-- Materials provided follows --

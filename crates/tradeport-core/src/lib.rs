//! Wizard machinery for the Tradeport trade-finance flows.
//!
//! This crate defines the "ports" (collaborator traits) the surrounding
//! application implements -- submission gateway, step source, advisor --
//! and the controller that drives a multi-step application flow against
//! them. It depends only on `tradeport-types`, never on transport or
//! storage crates.

pub mod advisor;
pub mod event;
pub mod flows;
pub mod gateway;
pub mod session;
pub mod source;
pub mod wizard;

-- Materials provided concluded --

== Task statement ==
Please restate only the opening stretch of the records above: every line from the first through the one containing "pub mod advisor;", exactly as written.

== Your solution ==
filename crates/tradeport-core/src/lib.rs
//! Wizard machinery for the Tradeport trade-finance flows.
//!
//! This crate defines the "ports" (collaborator traits) the surrounding
//! application implements -- submission gateway, step source, advisor --
//! and the controller that drives a multi-step application flow against
//! them. It depends only on `tradeport-types`, never on transport or
//! storage crates.

pub mod advisor;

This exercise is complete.